Work instructions>
In full and without alteration, give the listing again.

Data listing>
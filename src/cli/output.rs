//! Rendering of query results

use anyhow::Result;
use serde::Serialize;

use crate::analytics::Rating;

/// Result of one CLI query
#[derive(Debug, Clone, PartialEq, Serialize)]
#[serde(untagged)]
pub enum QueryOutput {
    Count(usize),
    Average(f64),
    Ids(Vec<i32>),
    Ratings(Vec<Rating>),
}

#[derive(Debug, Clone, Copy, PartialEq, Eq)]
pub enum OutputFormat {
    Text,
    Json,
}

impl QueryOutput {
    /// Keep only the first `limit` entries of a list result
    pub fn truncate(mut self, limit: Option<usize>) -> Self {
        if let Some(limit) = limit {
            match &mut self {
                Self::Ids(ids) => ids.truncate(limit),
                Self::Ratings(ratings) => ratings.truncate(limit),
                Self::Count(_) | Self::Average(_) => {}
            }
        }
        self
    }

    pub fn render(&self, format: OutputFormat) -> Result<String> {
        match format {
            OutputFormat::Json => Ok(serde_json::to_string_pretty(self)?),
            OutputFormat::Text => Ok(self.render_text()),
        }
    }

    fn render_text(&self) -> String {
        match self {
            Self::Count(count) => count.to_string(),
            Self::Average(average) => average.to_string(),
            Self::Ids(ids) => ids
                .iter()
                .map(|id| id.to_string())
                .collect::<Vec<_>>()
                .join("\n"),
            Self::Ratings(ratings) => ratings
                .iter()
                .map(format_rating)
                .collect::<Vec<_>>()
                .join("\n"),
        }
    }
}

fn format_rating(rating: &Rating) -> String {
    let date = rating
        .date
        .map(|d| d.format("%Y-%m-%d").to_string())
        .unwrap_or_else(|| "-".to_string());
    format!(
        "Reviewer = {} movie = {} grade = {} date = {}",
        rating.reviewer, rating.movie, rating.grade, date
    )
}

Answer to the problem>
filename src/cli/output.rs
//! Rendering of query results

use anyhow::Result;
use serde::Serialize;

use crate::analytics::Rating;

/// Result of one CLI query
#[derive(Debug, Clone, PartialEq, Serialize)]
#[serde(untagged)]
pub enum QueryOutput {
    Count(usize),
    Average(f64),
    Ids(Vec<i32>),
    Ratings(Vec<Rating>),
}

#[derive(Debug, Clone, Copy, PartialEq, Eq)]
pub enum OutputFormat {
    Text,
    Json,
}

impl QueryOutput {
    /// Keep only the first `limit` entries of a list result
    pub fn truncate(mut self, limit: Option<usize>) -> Self {
        if let Some(limit) = limit {
            match &mut self {
                Self::Ids(ids) => ids.truncate(limit),
                Self::Ratings(ratings) => ratings.truncate(limit),
                Self::Count(_) | Self::Average(_) => {}
            }
        }
        self
    }

    pub fn render(&self, format: OutputFormat) -> Result<String> {
        match format {
            OutputFormat::Json => Ok(serde_json::to_string_pretty(self)?),
            OutputFormat::Text => Ok(self.render_text()),
        }
    }

    fn render_text(&self) -> String {
        match self {
            Self::Count(count) => count.to_string(),
            Self::Average(average) => average.to_string(),
            Self::Ids(ids) => ids
                .iter()
                .map(|id| id.to_string())
                .collect::<Vec<_>>()
                .join("\n"),
            Self::Ratings(ratings) => ratings
                .iter()
                .map(format_rating)
                .collect::<Vec<_>>()
                .join("\n"),
        }
    }
}

fn format_rating(rating: &Rating) -> String {
    let date = rating
        .date
        .map(|d| d.format("%Y-%m-%d").to_string())
        .unwrap_or_else(|| "-".to_string());
    format!(
        "Reviewer = {} movie = {} grade = {} date = {}",
        rating.reviewer, rating.movie, rating.grade, date
    )
}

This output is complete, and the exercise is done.